In June 2015, we issued additional long-term debt in an underwritten registered public offering, which consisted of $500
million of 7-year 2.700% Senior Notes (the "2022 notes") due June 2022, and $350 million of 30-year 4.300% Senior Notes
(the "2045 notes") due June 2045. Interest on the 2022 notes and the 2045 notes is payable semi-annually on June 15 and
December 15 of each year, commencing on December 15, 2015. See Note 9, Debt, to the consolidated financial statements
included in Item 8 of Part II of this 10-K for details of the components of our long-term debt.
As discussed in Note 3, Derivative Financial Instruments, to the consolidated financial statements included in Item 8 of Part II
of this 10-K, during the first quarter of fiscal 2015, we entered into forward-starting interest rate swap agreements to hedge the
variability in cash flows due to changes in the benchmark interest rate related to the 2022 notes. During the third quarter of
fiscal 2015, we entered into forward-starting interest rate swap agreements to hedge the variability in cash flows due to changes
in the benchmark interest rate related to the 2045 notes. The swap agreements were cash settled in the third quarter of fiscal
2015 at the time the 2022 notes and the 2045 notes were priced. The resulting net losses from these agreements are included in
accumulated other comprehensive income and will be amortized as an increase to interest expense on the consolidated
statements of net earnings over the lives of the 2022 notes and the 2045 notes.
In July 2015, we redeemed our $550 million of 6.250% Senior Notes (the "2017 notes") that were originally scheduled to
mature in August 2017. See Note 9, Debt, to the consolidated financial statements included in Item 8 of Part II of this 10-K for
details of the components of our long-term debt.

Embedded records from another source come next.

use super::types::{MediaDescriptor, RawPost};
use crate::utils::is_http_url;

const IMAGE_EXTENSIONS: [&str; 4] = [".jpg", ".jpeg", ".png", ".gif"];

/// Best available image for a submission, or `None`.
///
/// Checked in order: a direct image link, the first gallery item, the first
/// preview image, then the thumbnail when it is a real URL rather than a
/// placeholder such as `self` or `default`. A rule that yields nothing falls
/// through to the next one.
pub fn resolve_image(post: &RawPost) -> Option<String> {
    direct_link(post)
        .or_else(|| gallery_image(post))
        .or_else(|| preview_image(post))
        .or_else(|| thumbnail(post))
}

fn direct_link(post: &RawPost) -> Option<String> {
    // Case-sensitive on purpose: `.JPG` links are left to the later rules.
    IMAGE_EXTENSIONS
        .iter()
        .any(|ext| post.url.ends_with(ext))
        .then(|| post.url.clone())
}

fn gallery_image(post: &RawPost) -> Option<String> {
    let (_, first) = post.media_metadata.as_ref()?.iter().next()?;
    let media: MediaDescriptor = serde_json::from_value(first.clone()).ok()?;

    media
        .s
        .and_then(|s| s.u)
        .or_else(|| media.p.into_iter().next().and_then(|p| p.u))
}

fn preview_image(post: &RawPost) -> Option<String> {
    post.preview
        .as_ref()?
        .images
        .first()?
        .source
        .as_ref()
        .and_then(|s| s.url.clone())
}

fn thumbnail(post: &RawPost) -> Option<String> {
    post.thumbnail
        .as_deref()
        .filter(|t| is_http_url(t))
        .map(str::to_string)
}

#[cfg(test)]
mod tests {
    use super::*;
    use serde_json::json;

    fn post(value: serde_json::Value) -> RawPost {
        serde_json::from_value(value).unwrap()
    }

    #[test]
    fn test_direct_link_wins_over_preview() {
        let p = post(json!({
            "title": "Night City",
            "url": "https://i.redd.it/abc123.png",
            "thumbnail": "https://b.thumbs.redditmedia.com/t.jpg",
            "preview": {"images": [{"source": {"url": "https://preview.redd.it/abc123.png?width=640"}}]}
        }));

        assert_eq!(resolve_image(&p), Some("https://i.redd.it/abc123.png".to_string()));
    }

    #[test]
    fn test_every_direct_extension_matches() {
        for url in [
            "https://i.imgur.com/a.jpg",
            "https://i.imgur.com/a.jpeg",
            "https://i.imgur.com/a.png",
            "https://i.imgur.com/a.gif",
        ] {
            let p = post(json!({"url": url}));
            assert_eq!(resolve_image(&p).as_deref(), Some(url));
        }
    }

    #[test]
    fn test_extension_match_is_case_sensitive() {
        let p = post(json!({
            "url": "https://example.com/photo.JPG",
            "thumbnail": "default"
        }));

        assert_eq!(resolve_image(&p), None);
    }

    #[test]
    fn test_gallery_uses_first_entry_full_size() {
        let p = post(json!({
            "url": "https://www.reddit.com/gallery/xyz",
            "media_metadata": {
                "zzz": {"status": "valid", "s": {"u": "https://preview.redd.it/zzz.jpg", "x": 1920, "y": 1080}},
                "aaa": {"status": "valid", "s": {"u": "https://preview.redd.it/aaa.jpg", "x": 1920, "y": 1080}}
            },
            "preview": {"images": [{"source": {"url": "https://preview.redd.it/other.jpg"}}]}
        }));

        // Document order, not key order.
        assert_eq!(resolve_image(&p), Some("https://preview.redd.it/zzz.jpg".to_string()));
    }

    #[test]
    fn test_gallery_falls_back_to_first_preview_rendition() {
        let p = post(json!({
            "url": "https://www.reddit.com/gallery/xyz",
            "media_metadata": {
                "m1": {"status": "valid", "p": [
                    {"u": "https://preview.redd.it/m1.jpg?width=108", "x": 108, "y": 60},
                    {"u": "https://preview.redd.it/m1.jpg?width=216", "x": 216, "y": 121}
                ]}
            }
        }));

        assert_eq!(
            resolve_image(&p),
            Some("https://preview.redd.it/m1.jpg?width=108".to_string())
        );
    }

    #[test]
    fn test_unusable_gallery_falls_through_to_preview() {
        let p = post(json!({
            "url": "https://www.reddit.com/gallery/xyz",
            "media_metadata": {"m1": {"status": "failed"}},
            "preview": {"images": [{"source": {"url": "https://preview.redd.it/p.jpg", "width": 640, "height": 480}}]}
        }));

        assert_eq!(resolve_image(&p), Some("https://preview.redd.it/p.jpg".to_string()));
    }

    #[test]
    fn test_preview_source_used() {
        let p = post(json!({
            "url": "https://www.reddit.com/r/cyberpunkgame/comments/1/patch_notes/",
            "thumbnail": "self",
            "preview": {"images": [
                {"source": {"url": "https://preview.redd.it/first.jpg"}},
                {"source": {"url": "https://preview.redd.it/second.jpg"}}
            ]}
        }));

        assert_eq!(resolve_image(&p), Some("https://preview.redd.it/first.jpg".to_string()));
    }

    #[test]
    fn test_thumbnail_used_when_absolute_url() {
        let p = post(json!({
            "url": "https://www.youtube.com/watch?v=xyz",
            "thumbnail": "https://b.thumbs.redditmedia.com/thumb.jpg"
        }));

        assert_eq!(
            resolve_image(&p),
            Some("https://b.thumbs.redditmedia.com/thumb.jpg".to_string())
        );
    }

    #[test]
    fn test_placeholder_thumbnail_yields_no_image() {
        let p = post(json!({
            "url": "https://www.reddit.com/r/cyberpunkgame/comments/2/discussion/",
            "thumbnail": "default"
        }));

        assert_eq!(resolve_image(&p), None);
    }

    #[test]
    fn test_preview_source_without_url_falls_through() {
        let p = post(json!({
            "url": "https://example.com/article",
            "thumbnail": "https://b.thumbs.redditmedia.com/t.jpg",
            "preview": {"images": [{"source": {}}]}
        }));

        assert_eq!(resolve_image(&p), Some("https://b.thumbs.redditmedia.com/t.jpg".to_string()));
    }

    #[test]
    fn test_empty_preview_list_falls_through_to_thumbnail() {
        let p = post(json!({
            "url": "https://example.com/article",
            "thumbnail": "http://b.thumbs.redditmedia.com/x.jpg",
            "preview": {"images": []}
        }));

        assert_eq!(resolve_image(&p), Some("http://b.thumbs.redditmedia.com/x.jpg".to_string()));
    }
}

We continually evaluate liquidity and funding needs and anticipate issuing long-term debt in fiscal 2016 to provide us with
financial flexibility. As discussed further in Note 3, Derivative Financial Instruments, to the consolidated financial statements
included in Item 8 of Part II of this 10-K, during the fourth quarter of fiscal 2015, we entered into forward-starting interest rate
swap agreements to hedge the variability in cash flows due to changes in the benchmark interest rate related to this anticipated
debt issuance.
The indentures under which all of our Senior Notes were issued require us to maintain compliance with certain covenants,
including limits on future liens and sale and leaseback transactions on certain material properties. As of September 27, 2015,
we were in compliance with all applicable covenants. See Note 9, Debt, to the consolidated financial statements included in
Item 8 of Part II of this 10-K for details of the components of our long-term debt.
Use of Cash
We expect to use our available cash and investments, including additional potential future borrowings under the credit facility
and commercial paper program, to invest in our core businesses, including capital expenditures, new product innovations,
related marketing support and partner investments, return cash to shareholders through common stock cash dividend payments
and share repurchases, as well as other new business opportunities related to our core businesses. Further, we may use our
available cash resources to make proportionate capital contributions to our equity method and cost method investees. We may
also seek strategic acquisitions to leverage existing capabilities and further build our business in support of our growth agenda.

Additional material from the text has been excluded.